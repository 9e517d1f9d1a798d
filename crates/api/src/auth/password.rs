// Password hashing using bcrypt
// Decision: bcrypt with a configurable cost (default 10), salt generated per hash
// Decision: verify never errors; a malformed stored hash simply fails to match

use eventhub_core::Error;

use super::config::DEFAULT_HASH_COST;

/// One-way password hasher with a fixed work factor
#[derive(Debug, Clone, Copy)]
pub struct PasswordHasher {
    cost: u32,
}

impl Default for PasswordHasher {
    fn default() -> Self {
        Self::new(DEFAULT_HASH_COST)
    }
}

impl PasswordHasher {
    pub fn new(cost: u32) -> Self {
        Self { cost }
    }

    pub fn cost(&self) -> u32 {
        self.cost
    }

    /// Hash a password with a fresh random salt
    pub fn hash(&self, password: &str) -> Result<String, Error> {
        bcrypt::hash(password, self.cost).map_err(|e| {
            tracing::error!("Password hashing failed: {}", e);
            Error::Hashing
        })
    }

    /// Verify a password against a stored hash
    pub fn verify(&self, password: &str, hash: &str) -> bool {
        match bcrypt::verify(password, hash) {
            Ok(valid) => valid,
            Err(e) => {
                tracing::warn!("Stored password hash could not be parsed: {}", e);
                false
            }
        }
    }
}
// Event domain types
//
// These types represent the Event entity, its lifecycle status and category.
// Used by both the API and storage layers.

use chrono::{DateTime, Utc};
use serde::{Deserialize, Serialize};
use uuid::Uuid;

#[cfg(feature = "openapi")]
use utoipa::ToSchema;

/// Event publication status.
/// - `draft`: Event created but not visible in public listings
/// - `published`: Event visible to everyone
/// - `cancelled`: Event called off by its organizer
#[derive(Debug, Clone, Copy, Serialize, Deserialize, PartialEq, Eq, Default)]
#[cfg_attr(feature = "openapi", derive(ToSchema))]
#[serde(rename_all = "lowercase")]
pub enum EventStatus {
    /// Event created but not yet published.
    #[default]
    Draft,
    /// Event is publicly listed.
    Published,
    /// Event was cancelled.
    Cancelled,
}

impl std::fmt::Display for EventStatus {
    fn fmt(&self, f: &mut std::fmt::Formatter<'_>) -> std::fmt::Result {
        match self {
            EventStatus::Draft => write!(f, "draft"),
            EventStatus::Published => write!(f, "published"),
            EventStatus::Cancelled => write!(f, "cancelled"),
        }
    }
}

impl From<&str> for EventStatus {
    fn from(s: &str) -> Self {
        match s {
            "published" => EventStatus::Published,
            "cancelled" => EventStatus::Cancelled,
            _ => EventStatus::Draft,
        }
    }
}

/// Kind of gathering an event represents.
#[derive(Debug, Clone, Copy, Serialize, Deserialize, PartialEq, Eq)]
#[cfg_attr(feature = "openapi", derive(ToSchema))]
#[serde(rename_all = "lowercase")]
pub enum EventCategory {
    Conference,
    Workshop,
    Social,
    Other,
}

impl std::fmt::Display for EventCategory {
    fn fmt(&self, f: &mut std::fmt::Formatter<'_>) -> std::fmt::Result {
        match self {
            EventCategory::Conference => write!(f, "conference"),
            EventCategory::Workshop => write!(f, "workshop"),
            EventCategory::Social => write!(f, "social"),
            EventCategory::Other => write!(f, "other"),
        }
    }
}

impl From<&str> for EventCategory {
    fn from(s: &str) -> Self {
        match s {
            "conference" => EventCategory::Conference,
            "workshop" => EventCategory::Workshop,
            "social" => EventCategory::Social,
            _ => EventCategory::Other,
        }
    }
}

/// Event - a scheduled gathering owned by its organizer.
/// Only the organizer may update or delete it.
#[derive(Debug, Clone, Serialize, Deserialize)]
#[cfg_attr(feature = "openapi", derive(ToSchema))]
#[serde(rename_all = "camelCase")]
pub struct Event {
    /// Unique identifier for the event.
    pub id: Uuid,
    /// Short title shown in listings.
    pub title: String,
    /// Longer description of the event.
    pub description: String,
    /// When the event takes place.
    pub date: DateTime<Utc>,
    /// Where the event takes place.
    pub location: String,
    /// ID of the user who created the event.
    pub organizer: Uuid,
    /// Maximum number of attendees, unlimited when absent.
    #[serde(skip_serializing_if = "Option::is_none")]
    pub max_attendees: Option<i32>,
    /// Kind of event.
    pub category: EventCategory,
    /// Publication status.
    pub status: EventStatus,
    /// Timestamp when the event was created.
    pub created_at: DateTime<Utc>,
    /// Timestamp when the event was last updated.
    pub updated_at: DateTime<Utc>,
}
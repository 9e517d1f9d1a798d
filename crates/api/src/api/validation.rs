// Input validation for API requests
//
// Requests are checked before any service call. Every failing rule is reported
// in the `details` array of the 400 response, not just the first one.

use axum::{
    extract::{FromRequest, FromRequestParts, Path, Request},
    http::request::Parts,
    Json,
};
use eventhub_core::Error;
use regex::Regex;
use serde::de::DeserializeOwned;
use std::sync::LazyLock;

use super::error::ApiError;

// =============================================================================
// Limits
// =============================================================================

/// Minimum length of a user's display name
pub const MIN_NAME_CHARS: usize = 2;

/// Minimum password length
pub const MIN_PASSWORD_CHARS: usize = 8;

/// Maximum length of an event title
pub const MAX_TITLE_CHARS: usize = 100;

/// Maximum length of an event description
pub const MAX_DESCRIPTION_CHARS: usize = 500;

static EMAIL_RE: LazyLock<Regex> = LazyLock::new(|| {
    Regex::new(r"^[\w-]+(\.[\w-]+)*@([\w-]+\.)+[a-zA-Z]{2,7}$").expect("email pattern is valid")
});

// =============================================================================
// Validation Functions
// =============================================================================

/// Request bodies that can check their own fields
pub trait Validate {
    /// Collect every rule violation; empty means valid
    fn validate(&self) -> Vec<String>;
}

pub fn is_valid_email(email: &str) -> bool {
    EMAIL_RE.is_match(email.trim())
}

/// Check a required text field's length in characters
pub fn check_length(
    problems: &mut Vec<String>,
    field: &str,
    value: &str,
    min: usize,
    max: Option<usize>,
) {
    let len = value.trim().chars().count();
    if len < min {
        if min <= 1 {
            problems.push(format!("{} is required", field));
        } else {
            problems.push(format!("{} must be at least {} characters", field, min));
        }
    } else if let Some(max) = max.filter(|max| len > *max) {
        problems.push(format!("{} must be at most {} characters", field, max));
    }
}

pub fn check_email(problems: &mut Vec<String>, email: &str) {
    if !is_valid_email(email) {
        problems.push("email must be a valid email address".to_string());
    }
}

pub fn check_password(problems: &mut Vec<String>, password: &str) {
    if password.chars().count() < MIN_PASSWORD_CHARS {
        problems.push(format!(
            "password must be at least {} characters",
            MIN_PASSWORD_CHARS
        ));
    }
}

// =============================================================================
// Extractor
// =============================================================================

/// JSON body extractor that runs `Validate` after deserializing.
/// Malformed bodies and rule violations both reject with 400.
pub struct ValidatedJson<T>(pub T);

#[axum::async_trait]
impl<S, T> FromRequest<S> for ValidatedJson<T>
where
    T: DeserializeOwned + Validate,
    S: Send + Sync,
{
    type Rejection = ApiError;

    async fn from_request(req: Request, state: &S) -> Result<Self, Self::Rejection> {
        let Json(value) = Json::<T>::from_request(req, state)
            .await
            .map_err(|rejection| {
                tracing::debug!("Rejected request body: {}", rejection.body_text());
                ApiError::from(Error::validation(rejection.body_text()))
            })?;

        let problems = value.validate();
        if !problems.is_empty() {
            tracing::debug!(?problems, "Request failed validation");
            return Err(Error::Validation(problems).into());
        }

        Ok(ValidatedJson(value))
    }
}

/// Path extractor whose rejection goes through `ApiError` like any other 400
pub struct ValidatedPath<T>(pub T);

#[axum::async_trait]
impl<S, T> FromRequestParts<S> for ValidatedPath<T>
where
    T: DeserializeOwned + Send,
    S: Send + Sync,
{
    type Rejection = ApiError;

    async fn from_request_parts(parts: &mut Parts, state: &S) -> Result<Self, Self::Rejection> {
        let Path(value) = Path::<T>::from_request_parts(parts, state)
            .await
            .map_err(|rejection| {
                tracing::debug!("Rejected path parameters: {}", rejection.body_text());
                ApiError::from(Error::validation(rejection.body_text()))
            })?;

        Ok(ValidatedPath(value))
    }
}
■ ■ ■ ■ ■
◆ **TASK INSTRUCTIONS**: Output exactly the lines of the records from the first through the one bearing "off by its organizer", both ends included.

◆ **ANSWER SPACE**:
repository 9e517d1f9d1a798d
filename crates/api/src/auth/password.rs
// Password hashing using bcrypt
// Decision: bcrypt with a configurable cost (default 10), salt generated per hash
// Decision: verify never errors; a malformed stored hash simply fails to match

use eventhub_core::Error;

use super::config::DEFAULT_HASH_COST;

/// One-way password hasher with a fixed work factor
#[derive(Debug, Clone, Copy)]
pub struct PasswordHasher {
    cost: u32,
}

impl Default for PasswordHasher {
    fn default() -> Self {
        Self::new(DEFAULT_HASH_COST)
    }
}

impl PasswordHasher {
    pub fn new(cost: u32) -> Self {
        Self { cost }
    }

    pub fn cost(&self) -> u32 {
        self.cost
    }

    /// Hash a password with a fresh random salt
    pub fn hash(&self, password: &str) -> Result<String, Error> {
        bcrypt::hash(password, self.cost).map_err(|e| {
            tracing::error!("Password hashing failed: {}", e);
            Error::Hashing
        })
    }

    /// Verify a password against a stored hash
    pub fn verify(&self, password: &str, hash: &str) -> bool {
        match bcrypt::verify(password, hash) {
            Ok(valid) => valid,
            Err(e) => {
                tracing::warn!("Stored password hash could not be parsed: {}", e);
                false
            }
        }
    }
}
// Event domain types
//
// These types represent the Event entity, its lifecycle status and category.
// Used by both the API and storage layers.

use chrono::{DateTime, Utc};
use serde::{Deserialize, Serialize};
use uuid::Uuid;

#[cfg(feature = "openapi")]
use utoipa::ToSchema;

/// Event publication status.
/// - `draft`: Event created but not visible in public listings
/// - `published`: Event visible to everyone
/// - `cancelled`: Event called off by its organizer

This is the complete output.